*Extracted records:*

★ ★ ★ ★

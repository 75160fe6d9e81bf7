//! Shared configuration for the oncam daemon and its tools.
//!
//! Values are layered by [`ortho_config`]: built-in defaults, then an
//! `oncam.toml` file supplied through `--config-path` or `ONCAM_CONFIG_PATH`,
//! then `ONCAM_*` environment variables, then command-line flags.

mod defaults;
mod logging;
mod runtime;
mod socket;

use std::time::Duration;

use camino::{Utf8Path, Utf8PathBuf};
use ortho_config::OrthoConfig;
use serde::{Deserialize, Serialize};

pub use defaults::{
    DEFAULT_DEVICE_TIMEOUT_MS, DEFAULT_DISCOVERY_INTERVAL_SECS, DEFAULT_HTTP_LISTEN,
    DEFAULT_HTTP_ROOT, DEFAULT_LOG_FILTER, DEFAULT_PROBE_TIMEOUT_MS, DEFAULT_TCP_PORT,
    SYSTEM_SOCKET_PATH, default_log_filter, default_log_format, default_socket_endpoint,
};
pub use logging::{LogFormat, LogFormatParseError};
pub use runtime::{RuntimePaths, RuntimePathsError};
pub use socket::{SocketEndpoint, SocketParseError, SocketPreparationError};

/// Resolved daemon configuration.
#[derive(Debug, Clone, PartialEq, Eq, Deserialize, Serialize, OrthoConfig)]
#[ortho_config(prefix = "ONCAM")]
pub struct Config {
    /// Control socket clients connect to.
    #[serde(default = "defaults::default_socket_endpoint")]
    pub daemon_socket: SocketEndpoint,
    /// Seconds between the end of one discovery cycle and the start of the next.
    #[serde(default = "defaults::default_discovery_interval_secs")]
    pub discovery_interval_secs: u64,
    /// How long a WS-Discovery probe collects responses.
    #[serde(default = "defaults::default_probe_timeout_ms")]
    pub probe_timeout_ms: u64,
    /// Timeout applied to each SOAP call against a camera.
    #[serde(default = "defaults::default_device_timeout_ms")]
    pub device_timeout_ms: u64,
    /// Enables the HTTP server carrying the WebSocket transport.
    #[serde(default)]
    pub http_enabled: bool,
    /// Address the HTTP server binds to.
    #[serde(default = "defaults::default_http_listen")]
    pub http_listen: String,
    /// Directory served as static files by the HTTP server.
    #[serde(default = "defaults::default_http_root")]
    pub http_root: Utf8PathBuf,
    /// Unprivileged user to switch to when started as root.
    #[serde(default)]
    pub process_user: Option<String>,
    /// Unprivileged group to switch to when started as root.
    #[serde(default)]
    pub process_group: Option<String>,
    /// `tracing` filter directive.
    #[serde(default = "defaults::default_log_filter_string")]
    pub log_filter: String,
    /// Output format for log records.
    #[serde(default = "defaults::default_log_format")]
    pub log_format: LogFormat,
    /// Optional file receiving a copy of every log record.
    #[serde(default)]
    pub log_file: Option<Utf8PathBuf>,
}

impl Default for Config {
    fn default() -> Self {
        Self {
            daemon_socket: default_socket_endpoint(),
            discovery_interval_secs: DEFAULT_DISCOVERY_INTERVAL_SECS,
            probe_timeout_ms: DEFAULT_PROBE_TIMEOUT_MS,
            device_timeout_ms: DEFAULT_DEVICE_TIMEOUT_MS,
            http_enabled: false,
            http_listen: DEFAULT_HTTP_LISTEN.to_owned(),
            http_root: Utf8PathBuf::from(DEFAULT_HTTP_ROOT),
            process_user: None,
            process_group: None,
            log_filter: DEFAULT_LOG_FILTER.to_owned(),
            log_format: default_log_format(),
            log_file: None,
        }
    }
}

impl Config {
    /// Control socket endpoint.
    #[must_use]
    pub fn daemon_socket(&self) -> &SocketEndpoint {
        &self.daemon_socket
    }

    /// Delay between discovery cycles.
    #[must_use]
    pub fn discovery_interval(&self) -> Duration {
        Duration::from_secs(self.discovery_interval_secs)
    }

    /// Window during which probe responses are collected.
    #[must_use]
    pub fn probe_timeout(&self) -> Duration {
        Duration::from_millis(self.probe_timeout_ms)
    }

    /// Per-request timeout for device calls.
    #[must_use]
    pub fn device_timeout(&self) -> Duration {
        Duration::from_millis(self.device_timeout_ms)
    }

    /// HTTP listen address when the WebSocket transport is enabled.
    #[must_use]
    pub fn http_listen(&self) -> Option<&str> {
        self.http_enabled.then_some(self.http_listen.as_str())
    }

    /// Static file root for the HTTP server.
    #[must_use]
    pub fn http_root(&self) -> &Utf8Path {
        &self.http_root
    }

    /// Configured log filter.
    #[must_use]
    pub fn log_filter(&self) -> &str {
        &self.log_filter
    }

    /// Configured log format.
    #[must_use]
    pub fn log_format(&self) -> LogFormat {
        self.log_format
    }

    /// Optional log file path.
    #[must_use]
    pub fn log_file(&self) -> Option<&Utf8Path> {
        self.log_file.as_deref()
    }

    /// User and group to drop privileges to, when configured.
    #[must_use]
    pub fn process_identity(&self) -> Option<(&str, Option<&str>)> {
        self.process_user
            .as_deref()
            .map(|user| (user, self.process_group.as_deref()))
    }
}
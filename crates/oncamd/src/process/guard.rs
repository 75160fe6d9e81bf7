use std::fs::{self, File, OpenOptions};
use std::io;
use std::path::Path;

use chrono::{SecondsFormat, Utc};
use nix::errno::Errno;
use nix::sys::signal::kill;
use nix::unistd::Pid;
use serde::Serialize;
use tracing::{info, warn};

use oncam_config::RuntimePaths;

use super::PROCESS_TARGET;
use super::errors::LaunchError;
use super::files::atomic_write;

/// Holds the runtime lock for the life of the daemon.
///
/// Dropping the guard removes the lock, pid and health files.
#[derive(Debug)]
pub(super) struct ProcessGuard {
    paths: RuntimePaths,
    _lock: File,
    pid: Option<u32>,
}

impl ProcessGuard {
    pub(super) fn acquire(paths: RuntimePaths) -> Result<Self, LaunchError> {
        let lock = acquire_lock(&paths)?;
        Ok(Self {
            paths,
            _lock: lock,
            pid: None,
        })
    }

    pub(super) fn write_pid(&mut self, pid: u32) -> Result<(), LaunchError> {
        let path = self.paths.pid_path();
        atomic_write(path, format!("{pid}\n").as_bytes()).map_err(|source| {
            LaunchError::PidWrite {
                path: path.to_path_buf(),
                source,
            }
        })?;
        self.pid = Some(pid);
        info!(
            target: PROCESS_TARGET,
            pid,
            file = %path.display(),
            "pid file written"
        );
        Ok(())
    }

    pub(super) fn write_health(&self, status: HealthState) -> Result<(), LaunchError> {
        let pid = self.pid.ok_or(LaunchError::MissingPid)?;
        let path = self.paths.health_path();
        let snapshot = HealthSnapshot::new(status, pid);
        let mut payload = serde_json::to_vec(&snapshot)?;
        payload.push(b'\n');
        atomic_write(path, &payload).map_err(|source| LaunchError::HealthWrite {
            path: path.to_path_buf(),
            source,
        })?;
        info!(
            target: PROCESS_TARGET,
            status = snapshot.status,
            file = %path.display(),
            "health snapshot updated"
        );
        Ok(())
    }
}

impl Drop for ProcessGuard {
    fn drop(&mut self) {
        for (path, label) in [
            (self.paths.health_path(), "health"),
            (self.paths.pid_path(), "pid"),
            (self.paths.lock_path(), "lock"),
        ] {
            match fs::remove_file(path) {
                Err(error) if error.kind() != io::ErrorKind::NotFound => {
                    warn!(
                        target: PROCESS_TARGET,
                        file = %path.display(),
                        error = %error,
                        "failed to remove {label} file"
                    );
                }
                _ => {}
            }
        }
    }
}

#[derive(Debug, Clone, Copy, PartialEq, Eq)]
pub(super) enum HealthState {
    Starting,
    Ready,
    Stopping,
}

impl HealthState {
    fn as_str(self) -> &'static str {
        match self {
            Self::Starting => "starting",
            Self::Ready => "ready",
            Self::Stopping => "stopping",
        }
    }
}

#[derive(Debug, Serialize)]
struct HealthSnapshot {
    status: &'static str,
    pid: u32,
    timestamp: String,
}

impl HealthSnapshot {
    fn new(state: HealthState, pid: u32) -> Self {
        Self {
            status: state.as_str(),
            pid,
            timestamp: Utc::now().to_rfc3339_opts(SecondsFormat::Secs, true),
        }
    }
}

fn acquire_lock(paths: &RuntimePaths) -> Result<File, LaunchError> {
    let mut options = OpenOptions::new();
    options.write(true).create_new(true);
    #[cfg(unix)]
    {
        use std::os::unix::fs::OpenOptionsExt;
        options.mode(0o600);
    }
    match options.open(paths.lock_path()) {
        Ok(file) => {
            info!(
                target: PROCESS_TARGET,
                file = %paths.lock_path().display(),
                "acquired daemon lock"
            );
            Ok(file)
        }
        Err(error) if error.kind() == io::ErrorKind::AlreadyExists => handle_existing_lock(paths),
        Err(source) => Err(LaunchError::LockCreate {
            path: paths.lock_path().to_path_buf(),
            source,
        }),
    }
}

fn handle_existing_lock(paths: &RuntimePaths) -> Result<File, LaunchError> {
    if let Some(pid) = read_pid(paths.pid_path())
        && pid != 0
    {
        if process_alive(pid)? {
            info!(
                target: PROCESS_TARGET,
                pid,
                "refusing to start: existing daemon alive"
            );
            return Err(LaunchError::AlreadyRunning { pid });
        }
        warn!(
            target: PROCESS_TARGET,
            pid,
            "existing daemon not detected; cleaning stale files"
        );
    }
    remove_file(paths.lock_path())?;
    remove_file(paths.pid_path())?;
    remove_file(paths.health_path())?;
    acquire_lock(paths)
}

fn read_pid(path: &Path) -> Option<u32> {
    let content = fs::read_to_string(path).ok()?;
    content.trim().parse::<u32>().ok()
}

fn remove_file(path: &Path) -> Result<(), LaunchError> {
    match fs::remove_file(path) {
        Ok(()) => Ok(()),
        Err(error) if error.kind() == io::ErrorKind::NotFound => Ok(()),
        Err(source) => Err(LaunchError::Cleanup {
            path: path.to_path_buf(),
            source,
        }),
    }
}

fn process_alive(pid: u32) -> Result<bool, LaunchError> {
    let Ok(raw) = i32::try_from(pid) else {
        return Ok(false);
    };
    match kill(Pid::from_raw(raw), None) {
        Ok(()) | Err(Errno::EPERM) => Ok(true),
        Err(Errno::ESRCH | Errno::ECHILD) => Ok(false),
        Err(errno) => Err(LaunchError::CheckProcess { pid, source: errno }),
    }
}
//! Configuration loaders for success and failure paths.

use std::ffi::OsString;
use std::path::PathBuf;
use std::sync::Arc;

use camino::Utf8PathBuf;
use ortho_config::{OrthoConfig, OrthoError};
use tempfile::TempDir;

use oncam_config::{Config, SocketEndpoint};

use crate::bootstrap::ConfigLoader;

/// Loader that places the Unix socket in a temporary directory.
pub struct TestConfigLoader {
    dir: TempDir,
    discovery_interval_secs: u64,
}

impl TestConfigLoader {
    #[must_use]
    pub fn new() -> Self {
        Self {
            dir: TempDir::new().expect("failed to create temporary directory for socket"),
            discovery_interval_secs: 600,
        }
    }

    /// Socket path the loaded configuration points at.
    #[must_use]
    pub fn socket_path(&self) -> PathBuf {
        self.dir.path().join("run").join("oncam.sock")
    }

    /// Directory holding the lock, pid and health files.
    #[must_use]
    pub fn runtime_dir(&self) -> PathBuf {
        self.dir.path().join("run")
    }
}

impl ConfigLoader for TestConfigLoader {
    fn load(&self) -> Result<Config, Arc<OrthoError>> {
        let path = Utf8PathBuf::from_path_buf(self.socket_path())
            .expect("temporary socket path was not valid UTF-8");
        Ok(Config {
            daemon_socket: SocketEndpoint::unix(path),
            discovery_interval_secs: self.discovery_interval_secs,
            ..Config::default()
        })
    }
}

/// Loader that fails by passing an invalid socket URL on the command line.
pub struct FailingConfigLoader;

impl ConfigLoader for FailingConfigLoader {
    fn load(&self) -> Result<Config, Arc<OrthoError>> {
        let args = vec![
            OsString::from("oncamd"),
            OsString::from("--daemon-socket"),
            OsString::from("invalid://socket"),
        ];
        Config::load_from_iter(args)
    }
}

★ ★ ★ ★

*Work request:*
Whenever a line above has the word "command" in it, copy that line.

*Written solution:*
//! then `ONCAM_*` environment variables, then command-line flags.
/// Loader that fails by passing an invalid socket URL on the command line.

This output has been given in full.